> _Your instructions_:
Range to reproduce from the entries below: the line with "unresolved. At most", the line with "pub const DEFAULT_TIMEOUT: Duration", and every line in between. Give them exactly and give nothing else.
==== Given data
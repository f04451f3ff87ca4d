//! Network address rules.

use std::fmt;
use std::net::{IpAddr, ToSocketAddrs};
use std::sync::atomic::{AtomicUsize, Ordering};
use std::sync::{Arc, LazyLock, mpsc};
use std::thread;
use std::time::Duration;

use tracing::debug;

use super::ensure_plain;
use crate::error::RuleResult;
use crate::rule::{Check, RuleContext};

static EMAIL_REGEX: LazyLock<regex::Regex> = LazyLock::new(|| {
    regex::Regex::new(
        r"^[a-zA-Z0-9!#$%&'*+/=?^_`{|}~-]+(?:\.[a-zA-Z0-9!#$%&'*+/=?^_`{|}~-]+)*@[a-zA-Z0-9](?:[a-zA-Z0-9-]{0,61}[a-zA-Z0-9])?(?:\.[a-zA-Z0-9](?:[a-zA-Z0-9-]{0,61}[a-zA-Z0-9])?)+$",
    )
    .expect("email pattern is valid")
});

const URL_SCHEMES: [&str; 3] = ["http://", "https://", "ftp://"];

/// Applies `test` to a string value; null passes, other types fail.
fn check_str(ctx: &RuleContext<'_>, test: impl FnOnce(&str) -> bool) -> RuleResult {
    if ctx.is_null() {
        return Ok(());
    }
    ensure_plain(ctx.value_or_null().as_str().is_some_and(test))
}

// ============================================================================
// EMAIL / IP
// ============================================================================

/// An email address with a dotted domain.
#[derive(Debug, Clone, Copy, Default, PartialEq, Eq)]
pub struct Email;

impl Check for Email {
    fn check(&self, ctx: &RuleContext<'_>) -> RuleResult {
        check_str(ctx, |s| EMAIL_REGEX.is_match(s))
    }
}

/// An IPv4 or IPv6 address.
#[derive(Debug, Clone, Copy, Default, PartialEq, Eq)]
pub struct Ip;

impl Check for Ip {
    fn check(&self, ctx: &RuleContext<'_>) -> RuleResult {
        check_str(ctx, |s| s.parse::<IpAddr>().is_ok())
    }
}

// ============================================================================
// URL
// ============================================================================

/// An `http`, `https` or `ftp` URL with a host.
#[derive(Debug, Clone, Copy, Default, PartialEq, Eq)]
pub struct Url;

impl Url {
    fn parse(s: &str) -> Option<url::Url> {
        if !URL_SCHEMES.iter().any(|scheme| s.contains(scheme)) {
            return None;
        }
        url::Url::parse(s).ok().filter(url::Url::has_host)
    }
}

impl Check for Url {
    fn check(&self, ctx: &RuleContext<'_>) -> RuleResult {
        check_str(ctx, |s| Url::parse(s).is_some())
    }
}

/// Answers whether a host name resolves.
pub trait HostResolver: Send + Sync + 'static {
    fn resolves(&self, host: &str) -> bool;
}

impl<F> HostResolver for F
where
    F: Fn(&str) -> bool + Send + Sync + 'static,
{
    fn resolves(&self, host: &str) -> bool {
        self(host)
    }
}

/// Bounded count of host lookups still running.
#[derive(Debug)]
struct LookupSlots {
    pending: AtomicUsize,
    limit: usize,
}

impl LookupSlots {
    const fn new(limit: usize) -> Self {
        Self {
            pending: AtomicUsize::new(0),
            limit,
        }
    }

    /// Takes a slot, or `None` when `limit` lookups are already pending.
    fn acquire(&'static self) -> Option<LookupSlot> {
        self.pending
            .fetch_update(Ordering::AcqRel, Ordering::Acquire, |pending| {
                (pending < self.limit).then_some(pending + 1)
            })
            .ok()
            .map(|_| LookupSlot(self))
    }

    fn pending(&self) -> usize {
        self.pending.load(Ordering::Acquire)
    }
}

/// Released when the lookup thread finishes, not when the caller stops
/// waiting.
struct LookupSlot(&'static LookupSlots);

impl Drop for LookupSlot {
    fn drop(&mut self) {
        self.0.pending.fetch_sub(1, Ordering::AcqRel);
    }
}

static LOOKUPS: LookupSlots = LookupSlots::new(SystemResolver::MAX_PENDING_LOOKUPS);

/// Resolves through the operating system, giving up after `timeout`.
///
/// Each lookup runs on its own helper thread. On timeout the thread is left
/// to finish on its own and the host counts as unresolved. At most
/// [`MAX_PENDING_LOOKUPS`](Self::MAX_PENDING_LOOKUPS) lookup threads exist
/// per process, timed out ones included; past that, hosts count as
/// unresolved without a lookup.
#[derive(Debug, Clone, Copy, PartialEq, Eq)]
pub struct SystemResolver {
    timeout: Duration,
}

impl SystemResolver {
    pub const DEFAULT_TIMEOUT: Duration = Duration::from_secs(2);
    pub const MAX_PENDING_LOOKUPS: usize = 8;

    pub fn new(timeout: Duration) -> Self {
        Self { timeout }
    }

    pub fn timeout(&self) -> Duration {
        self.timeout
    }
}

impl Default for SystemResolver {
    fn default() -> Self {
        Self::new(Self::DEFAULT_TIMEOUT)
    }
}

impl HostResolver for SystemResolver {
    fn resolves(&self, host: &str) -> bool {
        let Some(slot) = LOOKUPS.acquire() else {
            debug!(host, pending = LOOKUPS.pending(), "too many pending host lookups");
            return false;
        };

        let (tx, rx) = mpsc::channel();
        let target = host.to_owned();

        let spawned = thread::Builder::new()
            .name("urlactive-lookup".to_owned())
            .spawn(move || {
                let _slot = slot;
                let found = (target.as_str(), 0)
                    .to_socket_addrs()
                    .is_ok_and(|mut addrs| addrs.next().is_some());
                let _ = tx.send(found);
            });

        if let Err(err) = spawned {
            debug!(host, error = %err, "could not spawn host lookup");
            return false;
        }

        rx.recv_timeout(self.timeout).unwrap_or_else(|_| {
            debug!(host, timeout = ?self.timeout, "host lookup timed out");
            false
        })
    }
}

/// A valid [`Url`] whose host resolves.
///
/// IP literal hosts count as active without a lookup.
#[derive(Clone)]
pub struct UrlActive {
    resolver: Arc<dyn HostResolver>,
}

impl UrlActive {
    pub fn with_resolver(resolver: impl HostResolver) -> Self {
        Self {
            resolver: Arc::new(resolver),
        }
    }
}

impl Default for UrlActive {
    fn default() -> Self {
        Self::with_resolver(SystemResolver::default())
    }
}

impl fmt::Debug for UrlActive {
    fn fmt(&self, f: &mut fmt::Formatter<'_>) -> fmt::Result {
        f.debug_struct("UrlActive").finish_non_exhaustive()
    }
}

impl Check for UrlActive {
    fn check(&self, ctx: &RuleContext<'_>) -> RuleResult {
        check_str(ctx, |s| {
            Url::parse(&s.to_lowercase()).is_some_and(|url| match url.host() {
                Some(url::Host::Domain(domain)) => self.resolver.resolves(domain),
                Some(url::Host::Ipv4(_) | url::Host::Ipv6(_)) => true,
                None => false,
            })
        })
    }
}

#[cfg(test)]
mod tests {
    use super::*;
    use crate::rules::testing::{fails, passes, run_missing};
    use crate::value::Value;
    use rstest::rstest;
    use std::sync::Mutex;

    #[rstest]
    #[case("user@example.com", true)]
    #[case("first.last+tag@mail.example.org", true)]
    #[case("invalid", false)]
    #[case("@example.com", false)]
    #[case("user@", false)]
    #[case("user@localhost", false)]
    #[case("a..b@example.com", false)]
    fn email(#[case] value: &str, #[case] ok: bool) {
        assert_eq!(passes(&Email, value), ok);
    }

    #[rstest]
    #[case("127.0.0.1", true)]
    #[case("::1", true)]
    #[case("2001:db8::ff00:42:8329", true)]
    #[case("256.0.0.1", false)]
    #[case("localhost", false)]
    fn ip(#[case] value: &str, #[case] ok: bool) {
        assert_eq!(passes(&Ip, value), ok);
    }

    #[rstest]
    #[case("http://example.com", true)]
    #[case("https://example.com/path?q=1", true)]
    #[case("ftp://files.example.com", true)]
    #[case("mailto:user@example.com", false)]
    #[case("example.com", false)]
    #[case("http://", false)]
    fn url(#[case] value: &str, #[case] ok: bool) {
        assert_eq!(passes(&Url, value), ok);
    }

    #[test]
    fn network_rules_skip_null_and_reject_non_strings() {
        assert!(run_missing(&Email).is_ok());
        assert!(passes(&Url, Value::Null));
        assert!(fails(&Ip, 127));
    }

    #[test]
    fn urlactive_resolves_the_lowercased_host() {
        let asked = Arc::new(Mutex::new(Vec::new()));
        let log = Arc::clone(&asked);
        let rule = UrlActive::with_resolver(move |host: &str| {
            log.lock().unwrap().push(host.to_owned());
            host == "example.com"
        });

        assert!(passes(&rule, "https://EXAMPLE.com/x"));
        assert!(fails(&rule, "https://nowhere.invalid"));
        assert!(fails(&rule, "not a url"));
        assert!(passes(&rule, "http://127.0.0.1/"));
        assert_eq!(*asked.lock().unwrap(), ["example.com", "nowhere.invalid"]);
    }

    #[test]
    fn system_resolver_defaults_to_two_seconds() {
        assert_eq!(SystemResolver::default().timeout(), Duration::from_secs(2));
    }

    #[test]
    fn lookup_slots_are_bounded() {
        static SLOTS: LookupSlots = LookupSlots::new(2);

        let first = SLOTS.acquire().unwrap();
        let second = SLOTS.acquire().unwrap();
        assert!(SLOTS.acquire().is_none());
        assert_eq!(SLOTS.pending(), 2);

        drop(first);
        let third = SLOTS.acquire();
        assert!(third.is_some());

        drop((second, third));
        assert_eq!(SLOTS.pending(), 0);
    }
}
========
> _Written answer_:
/// to finish on its own and the host counts as unresolved. At most
/// [`MAX_PENDING_LOOKUPS`](Self::MAX_PENDING_LOOKUPS) lookup threads exist
/// per process, timed out ones included; past that, hosts count as
/// unresolved without a lookup.
#[derive(Debug, Clone, Copy, PartialEq, Eq)]
pub struct SystemResolver {
    timeout: Duration,
}

impl SystemResolver {
    pub const DEFAULT_TIMEOUT: Duration = Duration::from_secs(2);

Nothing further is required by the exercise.